Cyberattacks now include malware, ransomware, viruses, and worms. It’s difficult to surf the web now without encountering some type of phishing scheme. These attacks have had grave effects on large and small companies. First of all, they can lead to data loss or the exposure of confidential information. In many cases, the personal information of millions of consumers is exposed. Those affected may threaten to sue to say that the business did take every precaution to protect their personal information. Cyberattacks can also lead to loss of profits for an organization, not to mention the money and time spent trying to notify those who were affected.

Orangeworm

This is a malware that was created in 2015 which basically uses Trojan Kwampirs to ease access. In the past three years, it has been associated with attacks on hospitals. It is believed that manufacturing companies are also at risk of attacks by Orangeworm. This group is believed to be strategic, deliberate, and methodic in the manner they choose their victims. When the Orangeworm attacks, it creates a custom backdoor known as Trojan.Kwampirs. It targets the healthcare sector and related industries in the United States, Europe, and Asia.

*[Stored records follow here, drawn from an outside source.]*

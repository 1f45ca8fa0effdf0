use chrono::{DateTime, NaiveDate, NaiveDateTime};
use serde::{Deserialize, Deserializer};

pub const DATE_FORMAT: &str = "%Y-%m-%d";

pub fn format_date(date: NaiveDate) -> String {
    date.format(DATE_FORMAT).to_string()
}

/// Accepts the shapes the backend has been seen to return for stored dates:
/// plain `YYYY-MM-DD`, `YYYY-MM-DD HH:MM:SS` and RFC 3339 timestamps.
pub fn parse_server_date(raw: &str) -> Option<NaiveDate> {
    let raw = raw.trim();
    if raw.is_empty() {
        return None;
    }
    if let Ok(date) = NaiveDate::parse_from_str(raw, DATE_FORMAT) {
        return Some(date);
    }
    if let Ok(dt) = NaiveDateTime::parse_from_str(raw, "%Y-%m-%d %H:%M:%S") {
        return Some(dt.date());
    }
    if let Ok(dt) = DateTime::parse_from_rfc3339(raw) {
        return Some(dt.date_naive());
    }
    raw.get(..10)
        .and_then(|prefix| NaiveDate::parse_from_str(prefix, DATE_FORMAT).ok())
}

pub fn deserialize_optional_date<'de, D>(deserializer: D) -> Result<Option<NaiveDate>, D::Error>
where
    D: Deserializer<'de>,
{
    let raw = Option::<String>::deserialize(deserializer)?;
    Ok(raw.as_deref().and_then(parse_server_date))
}

#[cfg(test)]
mod tests {
    use super::*;

    #[test]
    fn parses_every_stored_date_shape() {
        let expected = NaiveDate::from_ymd_opt(2021, 3, 9);
        assert_eq!(parse_server_date("2021-03-09"), expected);
        assert_eq!(parse_server_date("2021-03-09 00:00:00"), expected);
        assert_eq!(parse_server_date("2021-03-09T10:15:00+00:00"), expected);
        assert_eq!(parse_server_date("2021-03-09T10:15:00.000000Z"), expected);
        assert_eq!(parse_server_date(""), None);
        assert_eq!(parse_server_date("not a date"), None);
    }

    #[test]
    fn formats_as_iso_day() {
        let date = NaiveDate::from_ymd_opt(1999, 12, 1).unwrap();
        assert_eq!(format_date(date), "1999-12-01");
    }
}
use tracing::info;

use crate::dto::batch_dto::LanguagePayload;
use crate::error::{Error, Result};
use crate::models::language::{LanguageEntry, LanguageField, ProficiencyLevel};
use crate::models::taxonomy::Language;
use crate::models::{ClientKey, ResumeId};
use crate::services::resume_api_service::ResumeApi;
use crate::wizard::entry_list::EntryList;
use crate::wizard::MISSING_CANDIDATE;

/// Stage 5, the last one. Rows are sent as entered, empty fields included.
#[derive(Debug, Clone, Default)]
pub struct LanguagesStage {
    resume_id: Option<ResumeId>,
    languages: Vec<Language>,
    entries: EntryList<LanguageEntry>,
    loading: bool,
}

impl LanguagesStage {
    pub fn blank(resume_id: Option<ResumeId>) -> Self {
        Self {
            resume_id,
            ..Default::default()
        }
    }

    pub async fn mount(api: &ResumeApi, resume_id: Option<ResumeId>) -> Result<Self> {
        let (languages, stored) = match resume_id {
            Some(id) => tokio::try_join!(api.languages(), api.resume_languages(id))?,
            None => (api.languages().await?, Vec::new()),
        };
        let loaded = stored
            .into_iter()
            .map(|l| {
                (
                    Some(l.id),
                    LanguageEntry {
                        language_id: l.language_id,
                        level: l.level,
                    },
                )
            })
            .collect();
        Ok(Self {
            resume_id,
            languages,
            entries: EntryList::seeded(loaded),
            loading: false,
        })
    }

    pub fn languages(&self) -> &[Language] {
        &self.languages
    }

    pub fn levels(&self) -> [ProficiencyLevel; 6] {
        ProficiencyLevel::ALL
    }

    pub fn entries(&self) -> &EntryList<LanguageEntry> {
        &self.entries
    }

    pub fn is_loading(&self) -> bool {
        self.loading
    }

    /// Drops every row, leaving a single blank one.
    pub fn clear(&mut self) {
        self.entries = EntryList::default();
    }

    pub fn add(&mut self) -> ClientKey {
        self.entries.add()
    }

    pub fn update(&mut self, key: ClientKey, field: LanguageField) -> bool {
        self.entries.update(key, field)
    }

    pub fn remove(&mut self, key: ClientKey) -> bool {
        self.entries.remove(key)
    }

    pub async fn submit(&mut self, api: &ResumeApi) -> Result<()> {
        let resume_id = self.resume_id.ok_or_else(|| Error::guard(MISSING_CANDIDATE))?;
        let languages = language_payload(&self.entries, resume_id);
        let count = languages.len();

        self.loading = true;
        let outcome = api.store_languages(languages).await;
        self.loading = false;
        outcome?;

        info!(resume_id = %resume_id, count, "languages saved");
        Ok(())
    }
}

pub fn language_payload(entries: &EntryList<LanguageEntry>, resume_id: ResumeId) -> Vec<LanguagePayload> {
    entries
        .values()
        .map(|e| LanguagePayload {
            resume_id,
            language_id: e.language_id,
            level: e.level,
        })
        .collect()
}
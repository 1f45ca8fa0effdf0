use chrono::NaiveDate;

use crate::utils::validation::is_blank;
use crate::wizard::entry_list::StageEntry;

#[derive(Debug, Clone, Default, PartialEq)]
pub struct ExperienceEntry {
    pub company: String,
    pub title: String,
    pub start_date: Option<NaiveDate>,
    /// Open-ended when absent.
    pub end_date: Option<NaiveDate>,
}

#[derive(Debug, Clone, PartialEq)]
pub enum ExperienceField {
    Company(String),
    Title(String),
    StartDate(Option<NaiveDate>),
    EndDate(Option<NaiveDate>),
}

impl StageEntry for ExperienceEntry {
    type Field = ExperienceField;

    fn apply(&mut self, field: ExperienceField) {
        match field {
            ExperienceField::Company(company) => self.company = company,
            ExperienceField::Title(title) => self.title = title,
            ExperienceField::StartDate(date) => self.start_date = date,
            ExperienceField::EndDate(date) => self.end_date = date,
        }
    }

    fn is_complete(&self) -> bool {
        !is_blank(&self.company) && !is_blank(&self.title) && self.start_date.is_some()
    }
}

The first Orangeworm attacks began in January 2015. From the beginning, it was clear that Orangeworm was very focused in choosing its targets. The cyber thieves who created this spent time and money researching in order to choose their victims wisely. Their attacks were specific and focused on healthcare due to its vulnerabilities.

Why health care?

It is believed that healthcare is a soft spot for cyber criminals. Firstly, most of the organizations dealing with healthcare continue to rely on old equipment. It’s not possible to install up-to-date security on older medical devices. The healthcare industry has been slow to adopt new security technology. They often cite the cost as a reason why they cannot use the most modern cyber security technology.

Secondly, cyber criminals are attracted to healthcare records because they enable medical identity fraud. Criminals find this rather lucrative. In fact, the information stolen from healthcare records is usually sold on the black market for more than ten times its price.

How Orangeworm works

Symantec explains that attacks by Orangeworm are in most instances very easy to identify because they operate with a noisy attack vector. The Orangeworm first gains access to the victim’s network. It then employs Trojan Kwampirs which is basically a backdoor Trojan. This allows them to gain access to the compromised computer remotely.

Once executed, it extracts a copy of its core DLL payload from the resource section. Next, it inserts a randomly produced string into the middle. This is aimed at ensuring that the Trojan escapes detection. The malware then creates a service simulating the configuration. This ensures that the payload is kept and retained in memory even after a reboot.

To detect whether the compromised system is used by a researcher or a high-profile individual, the Trojan collects some basic information including language settings. After determining the value of the information obtained, the Trojan will decide whether to infect other computers.

Discovery concerns

Despite being so conspicuous, Orangeworm has the ability to aggressively propagate itself once it gains access to the computer. It will then copy itself to other networks over network shares, hence Orangeworm can infect multiple computers at one time. Older versions of operating systems, such as Windows XP (still in use in some hospitals) are particularly vulnerable to this form of attacks.

Orangeworm seems to lack interest in changing its attack procedures though considered old. This could be associated with the fact that despite the age of Trojan Kwampirs and the aggressiveness with which it has been fought, not much success has been achieved. Orangeworm can still, therefore, reach its intended victim and create chaos.

Protection against this malware

Having established that this aggressive malware can have rather serious consequences on the victims, it is important to begin a very proactive program in your organization that protects your computers and network. IT professionals recommend that hospitals and other healthcare organizations replace their old computers, programs, and operating systems with new ones. This will not only make it harder for the malware to attack but will make it easier to detect it. WebFilter enabled products and Intelligence Services can be of use in protecting against Orangeworm.

Final Thoughts

Due to the importance and the confidential nature of the information contained in healthcare records, it is a necessity for healthcare providers to take all measures needed to protect this information from malware. There are established ways of protecting systems especially from Orangeworm, but it does require the assistance of an IT professional with extensive experience in this area.